Problem requirements: Report all lines below with the word "structure".

Data to process:

//! Half-edge mesh data structure.
//!
//! Each triangle owns three half-edges, linked in a cycle by `next`. A
//! half-edge knows the vertex it leaves and, when the edge is shared with
//! another triangle, its **twin** on that triangle. Walking `twin` from each
//! of a face's half-edges yields the faces across its three edges, which is
//! the only adjacency the strip builder needs.
//!
//! # Boundary Handling
//!
//! Boundary edges have no twin (`None`). Unlike a full DCEL we do not
//! materialize boundary half-edges or boundary loops.

use nalgebra::{Point3, Vector3};

use super::index::{FaceId, HalfEdgeId, VertexId};

/// A vertex in the half-edge mesh.
#[derive(Debug, Clone)]
pub struct Vertex {
    /// The 3D position of this vertex.
    pub position: Point3<f64>,

    /// One outgoing half-edge from this vertex, if any face uses it.
    pub halfedge: Option<HalfEdgeId>,
}

impl Vertex {
    /// Create a new isolated vertex at the given position.
    pub fn new(position: Point3<f64>) -> Self {
        Self {
            position,
            halfedge: None,
        }
    }
}

/// A half-edge in the mesh.
#[derive(Debug, Clone, Copy)]
pub struct HalfEdge {
    /// The vertex this half-edge originates from.
    pub origin: VertexId,

    /// The opposite half-edge on the neighbouring face.
    /// `None` on boundary (or non-manifold) edges.
    pub twin: Option<HalfEdgeId>,

    /// The next half-edge around the face.
    pub next: HalfEdgeId,

    /// The face this half-edge belongs to.
    pub face: FaceId,
}

impl HalfEdge {
    /// Check if this half-edge is on the boundary.
    #[inline]
    pub fn is_boundary(&self) -> bool {
        self.twin.is_none()
    }
}

/// A triangular face in the half-edge mesh.
#[derive(Debug, Clone, Copy)]
pub struct Face {
    /// The first half-edge of this face (the edge from corner 0 to corner 1).
    pub halfedge: HalfEdgeId,
}

/// A half-edge mesh data structure for triangle meshes.
///
/// Topology is fixed once built: the stripification pass only reads it.
#[derive(Debug, Clone, Default)]
pub struct HalfEdgeMesh {
    /// All vertices in the mesh.
    pub(crate) vertices: Vec<Vertex>,

    /// All half-edges in the mesh, three per face, in face order.
    pub(crate) halfedges: Vec<HalfEdge>,

    /// All faces in the mesh.
    pub(crate) faces: Vec<Face>,
}

impl HalfEdgeMesh {
    /// Create a new empty mesh.
    pub fn new() -> Self {
        Self::default()
    }

    /// Create a mesh with pre-allocated capacity.
    pub fn with_capacity(num_vertices: usize, num_faces: usize) -> Self {
        Self {
            vertices: Vec::with_capacity(num_vertices),
            halfedges: Vec::with_capacity(num_faces * 3),
            faces: Vec::with_capacity(num_faces),
        }
    }

    // ==================== Accessors ====================

    /// Get the number of vertices.
    #[inline]
    pub fn num_vertices(&self) -> usize {
        self.vertices.len()
    }

    /// Get the number of half-edges.
    #[inline]
    pub fn num_halfedges(&self) -> usize {
        self.halfedges.len()
    }

    /// Get the number of faces.
    #[inline]
    pub fn num_faces(&self) -> usize {
        self.faces.len()
    }

    /// Get a vertex by ID.
    #[inline]
    pub fn vertex(&self, id: VertexId) -> &Vertex {
        &self.vertices[id.index()]
    }

    /// Get a half-edge by ID.
    #[inline]
    pub fn halfedge(&self, id: HalfEdgeId) -> &HalfEdge {
        &self.halfedges[id.index()]
    }

    /// Get a face by ID.
    #[inline]
    pub fn face(&self, id: FaceId) -> &Face {
        &self.faces[id.index()]
    }

    /// Get the position of a vertex.
    #[inline]
    pub fn position(&self, v: VertexId) -> &Point3<f64> {
        &self.vertex(v).position
    }

    // ==================== Topology Queries ====================

    /// Get the twin (opposite) half-edge, if the edge is shared.
    #[inline]
    pub fn twin(&self, he: HalfEdgeId) -> Option<HalfEdgeId> {
        self.halfedge(he).twin
    }

    /// Get the next half-edge around the face.
    #[inline]
    pub fn next(&self, he: HalfEdgeId) -> HalfEdgeId {
        self.halfedge(he).next
    }

    /// Get the origin vertex of a half-edge.
    #[inline]
    pub fn origin(&self, he: HalfEdgeId) -> VertexId {
        self.halfedge(he).origin
    }

    /// Get the destination vertex of a half-edge.
    #[inline]
    pub fn dest(&self, he: HalfEdgeId) -> VertexId {
        self.origin(self.next(he))
    }

    /// Get the face of a half-edge.
    #[inline]
    pub fn face_of(&self, he: HalfEdgeId) -> FaceId {
        self.halfedge(he).face
    }

    /// Get the three half-edges of a face, in corner order.
    ///
    /// Slot `i` is the edge leaving corner `i`.
    pub fn face_halfedges(&self, f: FaceId) -> [HalfEdgeId; 3] {
        let he0 = self.face(f).halfedge;
        let he1 = self.next(he0);
        let he2 = self.next(he1);
        [he0, he1, he2]
    }

    /// Get the three vertices of a triangular face.
    pub fn face_triangle(&self, f: FaceId) -> [VertexId; 3] {
        self.face_halfedges(f).map(|he| self.origin(he))
    }

    /// Get the face across edge `slot` (0..3) of `f`, or `None` on a boundary.
    #[inline]
    pub fn face_neighbor(&self, f: FaceId, slot: usize) -> Option<FaceId> {
        let he = self.face_halfedges(f)[slot];
        self.twin(he).map(|twin| self.face_of(twin))
    }

    /// Get the faces across all three edges of `f`, in slot order.
    pub fn face_neighbors(&self, f: FaceId) -> [Option<FaceId>; 3] {
        self.face_halfedges(f)
            .map(|he| self.twin(he).map(|twin| self.face_of(twin)))
    }

    /// Count the half-edges without a twin: boundary edges plus every
    /// half-edge on a non-manifold edge.
    pub fn num_boundary_edges(&self) -> usize {
        self.halfedges.iter().filter(|he| he.is_boundary()).count()
    }

    // ==================== Iteration ====================

    /// Iterate over all vertex IDs.
    pub fn vertex_ids(&self) -> impl Iterator<Item = VertexId> + '_ {
        (0..self.vertices.len()).map(VertexId::new)
    }

    /// Iterate over all face IDs.
    pub fn face_ids(&self) -> impl Iterator<Item = FaceId> + '_ {
        (0..self.faces.len()).map(FaceId::new)
    }

    // ==================== Geometry ====================

    /// Compute the area-weighted (unnormalized) normal of a face.
    pub fn face_area_normal(&self, f: FaceId) -> Vector3<f64> {
        let [v0, v1, v2] = self.face_triangle(f);
        let p0 = self.position(v0);
        let e1 = self.position(v1) - p0;
        let e2 = self.position(v2) - p0;
        e1.cross(&e2)
    }

    /// Compute a normal per vertex as the normalized, area-weighted sum of
    /// incident face normals. Unused vertices get a zero normal.
    pub fn vertex_normals(&self) -> Vec<Vector3<f64>> {
        let mut normals = vec![Vector3::zeros(); self.num_vertices()];
        for f in self.face_ids() {
            let n = self.face_area_normal(f);
            for v in self.face_triangle(f) {
                normals[v.index()] += n;
            }
        }
        for n in &mut normals {
            if let Some(unit) = n.try_normalize(f64::EPSILON) {
                *n = unit;
            }
        }
        normals
    }

    // ==================== Construction ====================

    /// Add a new vertex and return its ID.
    pub fn add_vertex(&mut self, position: Point3<f64>) -> VertexId {
        let id = VertexId::new(self.vertices.len());
        self.vertices.push(Vertex::new(position));
        id
    }

    // ==================== Validation ====================

    /// Check if the mesh is valid (all connectivity is consistent).
    pub fn is_valid(&self) -> bool {
        for (i, v) in self.vertices.iter().enumerate() {
            if let Some(he) = v.halfedge {
                if self.origin(he).index() != i {
                    return false;
                }
            }
        }

        for (i, he) in self.halfedges.iter().enumerate() {
            let id = HalfEdgeId::new(i);

            if let Some(twin) = he.twin {
                let opposite = self.halfedge(twin);
                if opposite.twin != Some(id) {
                    return false;
                }
                // Twins lie on the same edge, in either direction.
                let mut ends = [he.origin, self.dest(id)];
                let mut twin_ends = [opposite.origin, self.dest(twin)];
                ends.sort_unstable();
                twin_ends.sort_unstable();
                if ends != twin_ends || opposite.face == he.face {
                    return false;
                }
            }

            if self.next(self.next(self.next(id))) != id {
                return false;
            }
        }

        self.faces
            .iter()
            .enumerate()
            .all(|(i, f)| self.face_of(f.halfedge).index() == i)
    }
}

#[cfg(test)]
mod tests {
    use super::*;
    use crate::mesh::build_from_triangles;

    fn quad() -> HalfEdgeMesh {
        let vertices = vec![
            Point3::new(0.0, 0.0, 0.0),
            Point3::new(1.0, 0.0, 0.0),
            Point3::new(1.0, 1.0, 0.0),
            Point3::new(0.0, 1.0, 0.0),
        ];
        build_from_triangles(&vertices, &[[0, 1, 2], [0, 2, 3]]).unwrap()
    }

    #[test]
    fn test_empty_mesh() {
        let mesh = HalfEdgeMesh::new();
        assert_eq!(mesh.num_vertices(), 0);
        assert_eq!(mesh.num_halfedges(), 0);
        assert_eq!(mesh.num_faces(), 0);
        assert!(mesh.is_valid());
    }

    #[test]
    fn test_add_vertex() {
        let mut mesh = HalfEdgeMesh::new();
        let v0 = mesh.add_vertex(Point3::new(0.0, 0.0, 0.0));
        let v1 = mesh.add_vertex(Point3::new(1.0, 0.0, 0.0));

        assert_eq!(mesh.num_vertices(), 2);
        assert_eq!(v0.index(), 0);
        assert_eq!(v1.index(), 1);
        assert!(mesh.vertex(v0).halfedge.is_none());
    }

    #[test]
    fn test_face_neighbors() {
        let mesh = quad();
        let f0 = FaceId::new(0);
        let f1 = FaceId::new(1);

        // Face 0 = (0, 1, 2): only its third edge (2 -> 0) is shared.
        assert_eq!(mesh.face_neighbors(f0), [None, None, Some(f1)]);
        // Face 1 = (0, 2, 3): its first edge (0 -> 2) is shared.
        assert_eq!(mesh.face_neighbors(f1), [Some(f0), None, None]);
        assert_eq!(mesh.face_neighbor(f1, 0), Some(f0));
    }

    #[test]
    fn test_face_triangle_preserves_corner_order() {
        let mesh = quad();
        let tri = mesh.face_triangle(FaceId::new(1));
        assert_eq!(tri, [VertexId::new(0), VertexId::new(2), VertexId::new(3)]);
    }

    #[test]
    fn test_vertex_normals() {
        let mesh = quad();
        for n in mesh.vertex_normals() {
            assert!((n - Vector3::new(0.0, 0.0, 1.0)).norm() < 1e-12);
        }
    }

    #[test]
    fn test_boundary_edges() {
        let mesh = quad();
        assert_eq!(mesh.num_boundary_edges(), 4);
        assert!(!mesh.halfedge(HalfEdgeId::new(2)).is_boundary());
    }
}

Answer to this problem:
//! Half-edge mesh data structure.
/// A half-edge mesh data structure for triangle meshes.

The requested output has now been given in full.